Faithfully repeat all of the records, as they are written below.

**** Provided records

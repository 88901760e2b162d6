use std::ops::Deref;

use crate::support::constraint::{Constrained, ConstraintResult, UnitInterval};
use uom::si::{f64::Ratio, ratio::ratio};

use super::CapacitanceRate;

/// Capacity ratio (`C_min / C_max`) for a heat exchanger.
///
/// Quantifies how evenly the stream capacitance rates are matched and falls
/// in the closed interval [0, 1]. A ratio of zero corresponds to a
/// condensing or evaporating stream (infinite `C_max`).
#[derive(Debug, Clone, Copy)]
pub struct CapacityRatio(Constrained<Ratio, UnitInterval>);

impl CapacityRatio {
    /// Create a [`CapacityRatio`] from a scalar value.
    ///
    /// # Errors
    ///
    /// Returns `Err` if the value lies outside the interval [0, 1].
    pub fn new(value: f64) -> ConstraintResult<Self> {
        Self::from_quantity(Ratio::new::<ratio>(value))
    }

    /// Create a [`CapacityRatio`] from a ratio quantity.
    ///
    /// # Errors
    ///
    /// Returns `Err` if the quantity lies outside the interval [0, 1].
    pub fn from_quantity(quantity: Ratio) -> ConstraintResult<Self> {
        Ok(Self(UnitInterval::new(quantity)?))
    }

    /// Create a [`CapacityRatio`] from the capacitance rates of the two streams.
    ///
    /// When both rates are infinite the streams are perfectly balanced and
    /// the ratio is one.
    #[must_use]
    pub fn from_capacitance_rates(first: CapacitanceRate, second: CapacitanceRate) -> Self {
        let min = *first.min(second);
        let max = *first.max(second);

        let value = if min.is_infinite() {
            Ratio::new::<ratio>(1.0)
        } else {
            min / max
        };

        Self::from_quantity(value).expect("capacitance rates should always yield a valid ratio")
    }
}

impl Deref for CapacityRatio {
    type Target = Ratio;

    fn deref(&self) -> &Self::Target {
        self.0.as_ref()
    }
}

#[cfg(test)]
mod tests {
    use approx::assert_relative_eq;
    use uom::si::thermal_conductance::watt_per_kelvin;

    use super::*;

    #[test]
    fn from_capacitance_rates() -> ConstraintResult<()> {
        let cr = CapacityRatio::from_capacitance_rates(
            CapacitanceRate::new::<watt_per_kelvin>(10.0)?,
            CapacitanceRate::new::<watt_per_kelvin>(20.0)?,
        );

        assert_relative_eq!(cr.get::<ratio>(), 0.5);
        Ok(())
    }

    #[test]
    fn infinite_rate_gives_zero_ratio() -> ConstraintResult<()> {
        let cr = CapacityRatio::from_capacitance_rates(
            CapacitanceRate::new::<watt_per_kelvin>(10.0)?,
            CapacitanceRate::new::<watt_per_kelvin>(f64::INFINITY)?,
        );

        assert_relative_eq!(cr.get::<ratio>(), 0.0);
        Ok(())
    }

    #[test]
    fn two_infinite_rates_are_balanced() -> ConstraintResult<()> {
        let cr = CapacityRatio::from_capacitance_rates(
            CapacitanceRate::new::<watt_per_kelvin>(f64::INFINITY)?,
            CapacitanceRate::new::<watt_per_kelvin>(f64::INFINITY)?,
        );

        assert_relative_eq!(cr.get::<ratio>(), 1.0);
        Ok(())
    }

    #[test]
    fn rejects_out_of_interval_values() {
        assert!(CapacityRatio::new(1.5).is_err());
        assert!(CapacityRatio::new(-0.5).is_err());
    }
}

********

## Output of the task
repository 88901760e2b162d6
use std::ops::Deref;

use crate::support::constraint::{Constrained, ConstraintResult, UnitInterval};
use uom::si::{f64::Ratio, ratio::ratio};

use super::CapacitanceRate;

/// Capacity ratio (`C_min / C_max`) for a heat exchanger.
///
/// Quantifies how evenly the stream capacitance rates are matched and falls
/// in the closed interval [0, 1]. A ratio of zero corresponds to a
/// condensing or evaporating stream (infinite `C_max`).
#[derive(Debug, Clone, Copy)]
pub struct CapacityRatio(Constrained<Ratio, UnitInterval>);

impl CapacityRatio {
    /// Create a [`CapacityRatio`] from a scalar value.
    ///
    /// # Errors
    ///
    /// Returns `Err` if the value lies outside the interval [0, 1].
    pub fn new(value: f64) -> ConstraintResult<Self> {
        Self::from_quantity(Ratio::new::<ratio>(value))
    }

    /// Create a [`CapacityRatio`] from a ratio quantity.
    ///
    /// # Errors
    ///
    /// Returns `Err` if the quantity lies outside the interval [0, 1].
    pub fn from_quantity(quantity: Ratio) -> ConstraintResult<Self> {
        Ok(Self(UnitInterval::new(quantity)?))
    }

    /// Create a [`CapacityRatio`] from the capacitance rates of the two streams.
    ///
    /// When both rates are infinite the streams are perfectly balanced and
    /// the ratio is one.
    #[must_use]
    pub fn from_capacitance_rates(first: CapacitanceRate, second: CapacitanceRate) -> Self {
        let min = *first.min(second);
        let max = *first.max(second);

        let value = if min.is_infinite() {
            Ratio::new::<ratio>(1.0)
        } else {
            min / max
        };

        Self::from_quantity(value).expect("capacitance rates should always yield a valid ratio")
    }
}

impl Deref for CapacityRatio {
    type Target = Ratio;

    fn deref(&self) -> &Self::Target {
        self.0.as_ref()
    }
}

#[cfg(test)]
mod tests {
    use approx::assert_relative_eq;
    use uom::si::thermal_conductance::watt_per_kelvin;

    use super::*;

    #[test]
    fn from_capacitance_rates() -> ConstraintResult<()> {
        let cr = CapacityRatio::from_capacitance_rates(
            CapacitanceRate::new::<watt_per_kelvin>(10.0)?,
            CapacitanceRate::new::<watt_per_kelvin>(20.0)?,
        );

        assert_relative_eq!(cr.get::<ratio>(), 0.5);
        Ok(())
    }

    #[test]
    fn infinite_rate_gives_zero_ratio() -> ConstraintResult<()> {
        let cr = CapacityRatio::from_capacitance_rates(
            CapacitanceRate::new::<watt_per_kelvin>(10.0)?,
            CapacitanceRate::new::<watt_per_kelvin>(f64::INFINITY)?,
        );

        assert_relative_eq!(cr.get::<ratio>(), 0.0);
        Ok(())
    }

    #[test]
    fn two_infinite_rates_are_balanced() -> ConstraintResult<()> {
        let cr = CapacityRatio::from_capacitance_rates(
            CapacitanceRate::new::<watt_per_kelvin>(f64::INFINITY)?,
            CapacitanceRate::new::<watt_per_kelvin>(f64::INFINITY)?,
        );

        assert_relative_eq!(cr.get::<ratio>(), 1.0);
        Ok(())
    }

    #[test]
    fn rejects_out_of_interval_values() {
        assert!(CapacityRatio::new(1.5).is_err());
        assert!(CapacityRatio::new(-0.5).is_err());
    }
}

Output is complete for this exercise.